[Raw data Boundary: Start]

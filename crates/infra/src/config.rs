//! Environment-driven configuration for the two services.

use std::net::SocketAddr;
use std::time::Duration;

use thiserror::Error;

use crate::gateway::DEFAULT_TIMEOUT;
use crate::inventory_service::DEFAULT_JOURNAL_CAPACITY;

pub const DEFAULT_INVENTORY_ADDR: &str = "0.0.0.0:8081";
pub const DEFAULT_BILLING_ADDR: &str = "0.0.0.0:8082";
pub const DEFAULT_INVENTORY_URL: &str = "http://localhost:8081";

#[derive(Debug, Error, Clone, PartialEq, Eq)]
pub enum ConfigError {
    #[error("{var}: invalid socket address '{value}'")]
    InvalidAddr { var: &'static str, value: String },

    #[error("{var}: expected a positive number of milliseconds, got '{value}'")]
    InvalidTimeout { var: &'static str, value: String },

    #[error("{var}: expected a positive number of keys, got '{value}'")]
    InvalidCapacity { var: &'static str, value: String },
}

#[derive(Debug, Clone, PartialEq, Eq)]
pub struct InventoryConfig {
    pub addr: SocketAddr,
    /// Idempotency keys remembered before the oldest is forgotten.
    pub journal_capacity: usize,
}

#[derive(Debug, Clone, PartialEq, Eq)]
pub struct BillingConfig {
    pub addr: SocketAddr,
    pub inventory_url: String,
    pub inventory_timeout: Duration,
}

impl InventoryConfig {
    pub fn from_env() -> Result<Self, ConfigError> {
        Self::from_lookup(|k| std::env::var(k).ok())
    }

    pub fn from_lookup(lookup: impl Fn(&str) -> Option<String>) -> Result<Self, ConfigError> {
        let journal_capacity = match lookup("INVENTORY_JOURNAL_CAPACITY") {
            None => DEFAULT_JOURNAL_CAPACITY,
            Some(value) => match value.trim().parse::<usize>() {
                Ok(keys) if keys > 0 => keys,
                _ => {
                    return Err(ConfigError::InvalidCapacity {
                        var: "INVENTORY_JOURNAL_CAPACITY",
                        value,
                    });
                }
            },
        };

        Ok(Self {
            addr: addr(&lookup, "INVENTORY_ADDR", DEFAULT_INVENTORY_ADDR)?,
            journal_capacity,
        })
    }
}

impl BillingConfig {
    pub fn from_env() -> Result<Self, ConfigError> {
        Self::from_lookup(|k| std::env::var(k).ok())
    }

    pub fn from_lookup(lookup: impl Fn(&str) -> Option<String>) -> Result<Self, ConfigError> {
        let inventory_timeout = match lookup("INVENTORY_TIMEOUT_MS") {
            None => DEFAULT_TIMEOUT,
            Some(value) => match value.trim().parse::<u64>() {
                Ok(ms) if ms > 0 => Duration::from_millis(ms),
                _ => {
                    return Err(ConfigError::InvalidTimeout {
                        var: "INVENTORY_TIMEOUT_MS",
                        value,
                    });
                }
            },
        };

        Ok(Self {
            addr: addr(&lookup, "BILLING_ADDR", DEFAULT_BILLING_ADDR)?,
            inventory_url: lookup("INVENTORY_SERVICE_URL").unwrap_or_else(|| DEFAULT_INVENTORY_URL.to_string()),
            inventory_timeout,
        })
    }
}

fn addr(
    lookup: &impl Fn(&str) -> Option<String>,
    var: &'static str,
    default: &str,
) -> Result<SocketAddr, ConfigError> {
    let value = lookup(var).unwrap_or_else(|| default.to_string());
    value
        .trim()
        .parse()
        .map_err(|_| ConfigError::InvalidAddr { var, value })
}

[Raw data Boundary: End]

● Required action
Return each line of the listing that holds the word "keys".

● Solved problem
    #[error("{var}: expected a positive number of keys, got '{value}'")]
    /// Idempotency keys remembered before the oldest is forgotten.
                Ok(keys) if keys > 0 => keys,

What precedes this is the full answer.